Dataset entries
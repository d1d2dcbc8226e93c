//! Error kinds split into transient and fatal: transient kinds are ordinary values the
//! caller reacts to (never a panic), fatal kinds abort the process with a diagnostic dump.
//! `Option`-returning allocators for expected failure, `panic!`/`debug_assert!` for
//! violated invariants, rather than routing "can't happen" states through `Result`.

use std::fmt;

use crate::heap::region::RegionState;
use crate::util::address::ObjectReference;

/// Transient conditions the trigger policy or caller reacts to. Never a bug by itself.
#[derive(Debug, Clone, Copy, PartialEq, Eq)]
pub enum GcError {
    /// Allocation could not be satisfied even after a full GC. Surfaces to the embedding
    /// runtime as an out-of-memory signal.
    AllocFailure { mutator: bool },
    /// A collector allocation failed mid-evacuation. Handled by the OOM-during-evacuation
    /// protocol in [`crate::barriers`]; surfaces as cancellation plus a degenerated-GC
    /// trigger.
    EvacFailure,
    /// Cooperative cancellation observed. Not an error: a signal to unwind to the nearest
    /// rendezvous.
    Cancelled,
}

impl fmt::Display for GcError {
    fn fmt(&self, f: &mut fmt::Formatter<'_>) -> fmt::Result {
        match self {
            GcError::AllocFailure { mutator } => {
                write!(f, "allocation failure (mutator={mutator})")
            }
            GcError::EvacFailure => write!(f, "evacuation allocation failure"),
            GcError::Cancelled => write!(f, "cancelled"),
        }
    }
}

impl std::error::Error for GcError {}

/// Diagnostic dump assembled for a fatal kind before aborting. Fatal kinds (an invalid
/// region transition, a forwarding chain) indicate a collector bug, not a recoverable
/// runtime condition, so there is no `Result` to return — only a panic with enough
/// context to debug the crash.
pub mod fatal {
    use super::*;

    /// A region state transition not permitted by the state machine. Fatal.
    #[track_caller]
    pub fn invalid_transition(region_index: usize, from: RegionState, to: RegionState) -> ! {
        panic!(
            "invalid region state transition: region {region_index} {from:?} -> {to:?} is not \
             permitted by the Region state machine"
        );
    }

    /// Observing forwardee-of-forwardee during concurrent evacuation. Fatal.
    #[track_caller]
    pub fn forwarding_chain(
        object: ObjectReference,
        first_hop: ObjectReference,
        second_hop: ObjectReference,
    ) -> ! {
        panic!(
            "forwarding chain detected during concurrent evacuation: {object:?} -> {first_hop:?} \
             -> {second_hop:?}; get(get(obj)) must equal get(obj) outside full-GC relocation"
        );
    }
}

### EXERCISE
Each entry is to be retyped exactly as it appears.

### EXERCISE RESPONSE
repository d1d2dcbc8226e93c
//! Error kinds split into transient and fatal: transient kinds are ordinary values the
//! caller reacts to (never a panic), fatal kinds abort the process with a diagnostic dump.
//! `Option`-returning allocators for expected failure, `panic!`/`debug_assert!` for
//! violated invariants, rather than routing "can't happen" states through `Result`.

use std::fmt;

use crate::heap::region::RegionState;
use crate::util::address::ObjectReference;

/// Transient conditions the trigger policy or caller reacts to. Never a bug by itself.
#[derive(Debug, Clone, Copy, PartialEq, Eq)]
pub enum GcError {
    /// Allocation could not be satisfied even after a full GC. Surfaces to the embedding
    /// runtime as an out-of-memory signal.
    AllocFailure { mutator: bool },
    /// A collector allocation failed mid-evacuation. Handled by the OOM-during-evacuation
    /// protocol in [`crate::barriers`]; surfaces as cancellation plus a degenerated-GC
    /// trigger.
    EvacFailure,
    /// Cooperative cancellation observed. Not an error: a signal to unwind to the nearest
    /// rendezvous.
    Cancelled,
}

impl fmt::Display for GcError {
    fn fmt(&self, f: &mut fmt::Formatter<'_>) -> fmt::Result {
        match self {
            GcError::AllocFailure { mutator } => {
                write!(f, "allocation failure (mutator={mutator})")
            }
            GcError::EvacFailure => write!(f, "evacuation allocation failure"),
            GcError::Cancelled => write!(f, "cancelled"),
        }
    }
}

impl std::error::Error for GcError {}

/// Diagnostic dump assembled for a fatal kind before aborting. Fatal kinds (an invalid
/// region transition, a forwarding chain) indicate a collector bug, not a recoverable
/// runtime condition, so there is no `Result` to return — only a panic with enough
/// context to debug the crash.
pub mod fatal {
    use super::*;

    /// A region state transition not permitted by the state machine. Fatal.
    #[track_caller]
    pub fn invalid_transition(region_index: usize, from: RegionState, to: RegionState) -> ! {
        panic!(
            "invalid region state transition: region {region_index} {from:?} -> {to:?} is not \
             permitted by the Region state machine"
        );
    }

    /// Observing forwardee-of-forwardee during concurrent evacuation. Fatal.
    #[track_caller]
    pub fn forwarding_chain(
        object: ObjectReference,
        first_hop: ObjectReference,
        second_hop: ObjectReference,
    ) -> ! {
        panic!(
            "forwarding chain detected during concurrent evacuation: {object:?} -> {first_hop:?} \
             -> {second_hop:?}; get(get(obj)) must equal get(obj) outside full-GC relocation"
        );
    }
}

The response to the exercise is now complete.